Ich bekam kaum etwas vom Unterricht mit, doch das störte mich nicht. Die Lehrerin ignorierte mich weitestgehend, und dafür war ich ihr sehr dankbar. Normalerweise war Französisch das einzige Fach, in dem ich mich mündlich beteiligte, doch heute blieb ich selbst hier stumm. Wenigstens war es mir diesmal gelungen, einen Platz direkt am Fenster zu bekommen, einen Platz im Tageslicht, ohne Schatten.

Der Kurs war sehr klein, Französisch schien kein beliebtes Fach an dieser Schule zu sein. Aber wo war es das schon? Die meisten Schüler zogen Englisch vor.

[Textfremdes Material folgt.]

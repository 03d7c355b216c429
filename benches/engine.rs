use aiops_monitor::analytics::compute_snapshot;
use aiops_monitor::session::SessionRecord;
use aiops_monitor::tier::{Tier, TierConfig};
use chrono::{Duration, TimeZone, Utc};
use criterion::{black_box, criterion_group, criterion_main, Criterion};

fn synthetic_records(count: usize) -> Vec<SessionRecord> {
    let start = Utc.with_ymd_and_hms(2024, 5, 1, 0, 0, 0).unwrap();
    (0..count)
        .map(|i| {
            SessionRecord::new(
                start + Duration::minutes(i as i64 * 7),
                match i % 10 {
                    0 => "timeout",
                    5 => "hallucination",
                    _ => "none",
                },
                i % 8 == 0,
                0.5 + (i % 40) as f64 * 0.1,
                (i % 5) as u32,
            )
        })
        .collect()
}

fn starter_snapshot_benchmark(c: &mut Criterion) {
    let records = synthetic_records(10_000);
    let config = TierConfig::for_tier(Tier::Starter);

    c.bench_function("snapshot_starter_10k", |b| {
        b.iter(|| {
            let snapshot = compute_snapshot(black_box(&records), &config).unwrap();
            black_box(snapshot.accuracy_pct);
        });
    });
}

fn enterprise_snapshot_benchmark(c: &mut Criterion) {
    let records = synthetic_records(10_000);
    let config = TierConfig::for_tier(Tier::Enterprise);

    c.bench_function("snapshot_enterprise_10k", |b| {
        b.iter(|| {
            let snapshot = compute_snapshot(black_box(&records), &config).unwrap();
            black_box(snapshot.churn_risk.as_ref().map(|c| c.score));
        });
    });
}

criterion_group!(
    benches,
    starter_snapshot_benchmark,
    enterprise_snapshot_benchmark
);
criterion_main!(benches);
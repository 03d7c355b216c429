//! CSV ingestion for session logs.
//!
//! Loads the dataset the dashboard reads: one row per session, keyed by a
//! `timestamp` column. Rows are validated as they are read; a bad row fails
//! the whole load, there are no partial datasets.

use std::fs::File;
use std::io;
use std::path::Path;

use chrono::{DateTime, NaiveDate, NaiveDateTime, NaiveTime, TimeZone, Utc};
use serde::Deserialize;

use crate::session::SessionRecord;
use crate::{Error, Result};

/// Raw CSV row before field parsing.
///
/// Every column is optional here so missing values are reported per field
/// instead of as an opaque CSV error.
#[derive(Debug, Deserialize)]
struct RawRecord {
    timestamp: Option<String>,
    error_type: Option<String>,
    escalation_flag: Option<String>,
    response_time: Option<String>,
    onboarding_step: Option<String>,
}

/// Load session records from a CSV file.
pub fn load_csv(path: &Path) -> Result<Vec<SessionRecord>> {
    let file = File::open(path)?;
    read_records(file)
}

/// Read session records from any CSV source.
pub fn read_records<R: io::Read>(reader: R) -> Result<Vec<SessionRecord>> {
    let mut csv_reader = csv::ReaderBuilder::new()
        .trim(csv::Trim::All)
        .from_reader(reader);

    let mut records = Vec::new();
    for (index, row) in csv_reader.deserialize::<RawRecord>().enumerate() {
        let raw = row?;
        let record = parse_row(index, raw)?;
        record.validate(index)?;
        records.push(record);
    }

    Ok(records)
}

fn parse_row(index: usize, raw: RawRecord) -> Result<SessionRecord> {
    let timestamp_raw = required(index, "timestamp", raw.timestamp)?;
    let timestamp = parse_timestamp(&timestamp_raw).ok_or_else(|| {
        Error::MalformedField(format!(
            "record {}: timestamp `{}` is not a recognized date/time",
            index, timestamp_raw
        ))
    })?;

    let error_type = required(index, "error_type", raw.error_type)?;

    let flag_raw = required(index, "escalation_flag", raw.escalation_flag)?;
    let escalation_flag = parse_flag(&flag_raw).ok_or_else(|| {
        Error::MalformedField(format!(
            "record {}: escalation_flag `{}` is not 0/1/true/false",
            index, flag_raw
        ))
    })?;

    let rt_raw = required(index, "response_time", raw.response_time)?;
    let response_time: f64 = rt_raw.parse().map_err(|_| {
        Error::MalformedField(format!(
            "record {}: response_time `{}` is not a number",
            index, rt_raw
        ))
    })?;

    let step_raw = required(index, "onboarding_step", raw.onboarding_step)?;
    let onboarding_step: u32 = step_raw.parse().map_err(|_| {
        Error::MalformedField(format!(
            "record {}: onboarding_step `{}` is not a step index",
            index, step_raw
        ))
    })?;

    Ok(SessionRecord::new(
        timestamp,
        error_type,
        escalation_flag,
        response_time,
        onboarding_step,
    ))
}

fn required(index: usize, field: &str, value: Option<String>) -> Result<String> {
    match value {
        Some(v) if !v.trim().is_empty() => Ok(v),
        _ => Err(Error::MissingField(format!("record {}: {}", index, field))),
    }
}

/// Accepts RFC 3339, `YYYY-MM-DD HH:MM:SS` and bare `YYYY-MM-DD`.
fn parse_timestamp(value: &str) -> Option<DateTime<Utc>> {
    if let Ok(dt) = DateTime::parse_from_rfc3339(value) {
        return Some(dt.with_timezone(&Utc));
    }
    if let Ok(naive) = NaiveDateTime::parse_from_str(value, "%Y-%m-%d %H:%M:%S") {
        return Some(Utc.from_utc_datetime(&naive));
    }
    if let Ok(date) = NaiveDate::parse_from_str(value, "%Y-%m-%d") {
        return Some(Utc.from_utc_datetime(&date.and_time(NaiveTime::MIN)));
    }
    None
}

fn parse_flag(value: &str) -> Option<bool> {
    match value.to_lowercase().as_str() {
        "1" | "true" => Some(true),
        "0" | "false" => Some(false),
        _ => None,
    }
}

#[cfg(test)]
mod tests {
    use super::*;
    use std::io::Cursor;

    const HEADER: &str = "timestamp,error_type,escalation_flag,response_time,onboarding_step\n";

    fn read(rows: &str) -> Result<Vec<SessionRecord>> {
        read_records(Cursor::new(format!("{}{}", HEADER, rows)))
    }

    #[test]
    fn test_read_valid_rows() {
        let records = read(
            "2024-05-01 09:15:00,none,0,1.2,1\n\
             2024-05-01 10:00:00,timeout,1,3.4,2\n",
        )
        .unwrap();

        assert_eq!(records.len(), 2);
        assert!(records[0].is_correct());
        assert!(!records[1].is_correct());
        assert!(records[1].escalation_flag);
        assert_eq!(records[1].onboarding_step, 2);
    }

    #[test]
    fn test_timestamp_formats() {
        let records = read(
            "2024-05-01T09:15:00Z,none,0,1.0,0\n\
             2024-05-01 09:15:00,none,0,1.0,0\n\
             2024-05-01,none,0,1.0,0\n",
        )
        .unwrap();

        assert_eq!(records.len(), 3);
        assert_eq!(records[0].timestamp, records[1].timestamp);
        assert_eq!(
            records[2].timestamp.date_naive(),
            records[0].timestamp.date_naive()
        );
    }

    #[test]
    fn test_boolean_escalation_flags() {
        let records = read(
            "2024-05-01,none,true,1.0,0\n\
             2024-05-01,none,FALSE,1.0,0\n",
        )
        .unwrap();
        assert!(records[0].escalation_flag);
        assert!(!records[1].escalation_flag);
    }

    #[test]
    fn test_missing_timestamp_reports_field_and_row() {
        let err = read(",none,0,1.0,0\n").unwrap_err();
        assert!(matches!(err, Error::MissingField(_)));
        assert!(err.to_string().contains("record 0"));
        assert!(err.to_string().contains("timestamp"));
    }

    #[test]
    fn test_malformed_timestamp() {
        let err = read("yesterday,none,0,1.0,0\n").unwrap_err();
        assert!(matches!(err, Error::MalformedField(_)));
        assert!(err.to_string().contains("yesterday"));
    }

    #[test]
    fn test_malformed_flag() {
        let err = read("2024-05-01,none,maybe,1.0,0\n").unwrap_err();
        assert!(matches!(err, Error::MalformedField(_)));
        assert!(err.to_string().contains("escalation_flag"));
    }

    #[test]
    fn test_malformed_response_time() {
        let err = read("2024-05-01,none,0,fast,0\n").unwrap_err();
        assert!(matches!(err, Error::MalformedField(_)));
    }

    #[test]
    fn test_negative_response_time_rejected_at_load() {
        let err = read("2024-05-01,none,0,-1.0,0\n").unwrap_err();
        assert!(matches!(err, Error::MalformedField(_)));
    }

    #[test]
    fn test_bad_row_fails_whole_load() {
        let result = read(
            "2024-05-01,none,0,1.0,0\n\
             2024-05-02,none,0,1.0,not_a_step\n\
             2024-05-03,none,0,1.0,0\n",
        );
        assert!(result.is_err());
        assert!(result.unwrap_err().to_string().contains("record 1"));
    }

    #[test]
    fn test_empty_file_yields_empty_vec() {
        // Empty is the engine's concern; ingestion just returns no rows.
        let records = read("").unwrap();
        assert!(records.is_empty());
    }

    #[test]
    fn test_load_csv_from_file() {
        let dir = tempfile::tempdir().unwrap();
        let path = dir.path().join("sessions.csv");
        std::fs::write(
            &path,
            format!("{}2024-05-01 09:00:00,none,0,1.0,1\n", HEADER),
        )
        .unwrap();

        let records = load_csv(&path).unwrap();
        assert_eq!(records.len(), 1);
    }

    #[test]
    fn test_load_csv_missing_file_is_io_error() {
        let err = load_csv(Path::new("/nonexistent/sessions.csv")).unwrap_err();
        assert!(matches!(err, Error::IoError(_)));
    }
}
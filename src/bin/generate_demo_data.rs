//! Mock session log generator.
//!
//! Usage:
//!   cargo run --bin generate_demo_data -- --records 500 --days 14 --output sessions.csv

use std::path::PathBuf;

use anyhow::Result;
use chrono::{Duration, Utc};
use clap::Parser;
use rand::seq::SliceRandom;
use rand::Rng;

/// Error categories with sampling weights; "none" dominates like a real log.
const ERROR_TYPES: [(&str, u32); 5] = [
    ("none", 80),
    ("timeout", 8),
    ("intent_mismatch", 6),
    ("hallucination", 4),
    ("handoff_failure", 2),
];

const ONBOARDING_STEPS: [u32; 5] = [0, 1, 2, 3, 4];

#[derive(Parser, Debug)]
#[command(name = "generate_demo_data")]
#[command(about = "Generate a mock SaaS-bot session log CSV")]
struct Args {
    /// Number of session records to generate
    #[arg(long, default_value = "500")]
    records: usize,

    /// Spread records over this many days ending today
    #[arg(long, default_value = "14")]
    days: i64,

    /// Output CSV path
    #[arg(long, default_value = "sessions.csv")]
    output: PathBuf,
}

fn weighted_error_type(rng: &mut impl Rng) -> &'static str {
    let total: u32 = ERROR_TYPES.iter().map(|(_, w)| w).sum();
    let mut pick = rng.gen_range(0..total);
    for (error_type, weight) in ERROR_TYPES {
        if pick < weight {
            return error_type;
        }
        pick -= weight;
    }
    ERROR_TYPES[0].0
}

fn main() -> Result<()> {
    let args = Args::parse();
    let mut rng = rand::thread_rng();

    let mut writer = csv::Writer::from_path(&args.output)?;
    writer.write_record([
        "timestamp",
        "error_type",
        "escalation_flag",
        "response_time",
        "onboarding_step",
    ])?;

    let start = Utc::now() - Duration::days(args.days);
    for _ in 0..args.records {
        let offset_secs = rng.gen_range(0..args.days.max(1) * 86_400);
        let timestamp = start + Duration::seconds(offset_secs);

        let error_type = weighted_error_type(&mut rng);
        // Errored sessions escalate far more often than clean ones.
        let escalation_chance = if error_type == "none" { 0.03 } else { 0.45 };
        let escalated = rng.gen_bool(escalation_chance);
        let response_time = rng.gen_range(0.3..4.5f64);
        let step = *ONBOARDING_STEPS.choose(&mut rng).unwrap_or(&0);

        writer.write_record([
            timestamp.format("%Y-%m-%d %H:%M:%S").to_string(),
            error_type.to_string(),
            u8::from(escalated).to_string(),
            format!("{:.2}", response_time),
            step.to_string(),
        ])?;
    }

    writer.flush()?;
    println!(
        "Wrote {} mock sessions spanning {} days to {}",
        args.records,
        args.days,
        args.output.display()
    );

    Ok(())
}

Ich glaubte, Blicke auf mir ruhen zu spüren, und ich glaubte, zu sehen, wie zwei der Mädchen flüsternd die Köpfe zusammen steckten und kicherten und dabei hin und wieder verstohlen in meine Richtung sahen. Ich seufzte resigniert. Es war nicht anders zu erwarten gewesen. Die Schule war eindeutig zu klein und zu ländlich. Es war immer das Gleiche. Ich passte nicht hierher, und das fiel auf. Ich war anders. Mein ganzes Leben lang war ich immer anders gewesen. Ich gehörte nicht hierher. Und doch schien es keinen Ort zu geben, auf den dies zutraf.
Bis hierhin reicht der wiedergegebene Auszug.